=== Section Start ===

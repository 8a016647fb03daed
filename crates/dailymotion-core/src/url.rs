//! URL helper functions for Dailymotion
//!
//! Provides endpoint constants, metadata URL builders and video id derivation.

use url::Url;

use crate::error::{DailymotionError, Result};

/// Public site, also used as `Origin`/`Referer` for extractor headers
pub const DAILYMOTION_URL: &str = "https://www.dailymotion.com";

/// GraphQL API base, also hosts the OAuth token endpoint
pub const GRAPHQL_URL: &str = "https://graphql.api.dailymotion.com";

/// Locale sent to the metadata endpoint
pub const DEFAULT_LOCALE: &str = "en-US";

/// Builds the player metadata URL for a video
///
/// # Arguments
/// * `base` - Site base URL (normally [`DAILYMOTION_URL`])
/// * `video_id` - Video id to look up
/// * `locale` - Locale, e.g. "en-US"
/// * `visitor_id` - Scraped `v1st` value
/// * `timestamp` - Scraped `ts` value
///
/// # Example
/// ```
/// use dailymotion_core::url::build_metadata_url;
/// let url = build_metadata_url("https://www.dailymotion.com", "x8abc", "en-US", "v1", "123");
/// assert_eq!(
///     url,
///     "https://www.dailymotion.com/player/metadata/video/x8abc?locale=en-US&dmV1st=v1&dmTs=123&is_native_app=0"
/// );
/// ```
pub fn build_metadata_url(
    base: &str,
    video_id: &str,
    locale: &str,
    visitor_id: &str,
    timestamp: &str,
) -> String {
    format!(
        "{}/player/metadata/video/{}?{}",
        base,
        urlencoding::encode(video_id),
        metadata_query(locale, visitor_id, timestamp)
    )
}

/// Builds the metadata URL used after unlocking a protected video
///
/// Same as [`build_metadata_url`] with an extra leading `embedder` parameter.
///
/// # Example
/// ```
/// use dailymotion_core::url::build_embedded_metadata_url;
/// let url = build_embedded_metadata_url(
///     "https://www.dailymotion.com", "real1", "https://anichin.club/", "en-US", "v1", "123",
/// );
/// assert!(url.starts_with(
///     "https://www.dailymotion.com/player/metadata/video/real1?embedder=https%3A%2F%2Fanichin.club%2F&locale=en-US"
/// ));
/// ```
pub fn build_embedded_metadata_url(
    base: &str,
    video_id: &str,
    embedder: &str,
    locale: &str,
    visitor_id: &str,
    timestamp: &str,
) -> String {
    format!(
        "{}/player/metadata/video/{}?embedder={}&{}",
        base,
        urlencoding::encode(video_id),
        urlencoding::encode(embedder),
        metadata_query(locale, visitor_id, timestamp)
    )
}

fn metadata_query(locale: &str, visitor_id: &str, timestamp: &str) -> String {
    format!(
        "locale={}&dmV1st={}&dmTs={}&is_native_app=0",
        urlencoding::encode(locale),
        urlencoding::encode(visitor_id),
        urlencoding::encode(timestamp)
    )
}

/// Builds the OAuth token endpoint URL from the GraphQL base
pub fn build_token_url(graphql_base: &str) -> String {
    format!("{}/oauth/token", graphql_base.trim_end_matches('/'))
}

/// Embedder value derived from the embedding site's base URL
///
/// # Example
/// ```
/// use dailymotion_core::url::embedder_for;
/// assert_eq!(embedder_for("https://anichin.club"), "https://anichin.club/");
/// ```
pub fn embedder_for(base_url: &str) -> String {
    format!("{}/", base_url)
}

/// Derives the video id from a page URL
///
/// Uses the `video` query parameter when present (embed player URLs),
/// otherwise the last non-empty path segment.
///
/// # Errors
/// Returns `InvalidUrl` if the URL cannot be parsed or has no usable segment
///
/// # Example
/// ```
/// use dailymotion_core::url::extract_video_id;
/// assert_eq!(extract_video_id("https://www.dailymotion.com/video/x8abc").unwrap(), "x8abc");
/// assert_eq!(
///     extract_video_id("https://geo.dailymotion.com/player.html?video=x9def").unwrap(),
///     "x9def"
/// );
/// ```
pub fn extract_video_id(page_url: &str) -> Result<String> {
    let parsed = Url::parse(page_url)
        .map_err(|e| DailymotionError::InvalidUrl(format!("{}: {}", page_url, e)))?;

    if let Some((_, video)) = parsed.query_pairs().find(|(key, _)| key == "video")
        && !video.is_empty()
    {
        return Ok(video.into_owned());
    }

    parsed
        .path_segments()
        .and_then(|segments| segments.filter(|s| !s.is_empty()).last())
        .map(str::to_string)
        .ok_or_else(|| DailymotionError::InvalidUrl(format!("{}: no video id", page_url)))
}

/// Checks whether a URL points at a Dailymotion page or short link
///
/// # Example
/// ```
/// use dailymotion_core::url::is_dailymotion_url;
/// assert!(is_dailymotion_url("https://www.dailymotion.com/embed/video/x8abc"));
/// assert!(is_dailymotion_url("https://dai.ly/x8abc"));
/// assert!(!is_dailymotion_url("https://ok.ru/videoembed/1"));
/// ```
pub fn is_dailymotion_url(url: &str) -> bool {
    let Ok(parsed) = Url::parse(url) else {
        return false;
    };
    match parsed.host_str() {
        Some(host) => {
            host == "dai.ly" || host == "dailymotion.com" || host.ends_with(".dailymotion.com")
        }
        None => false,
    }
}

=== Section End ===

Among the lines above, return those that contain the string "Scraped".

/// * `visitor_id` - Scraped `v1st` value
/// * `timestamp` - Scraped `ts` value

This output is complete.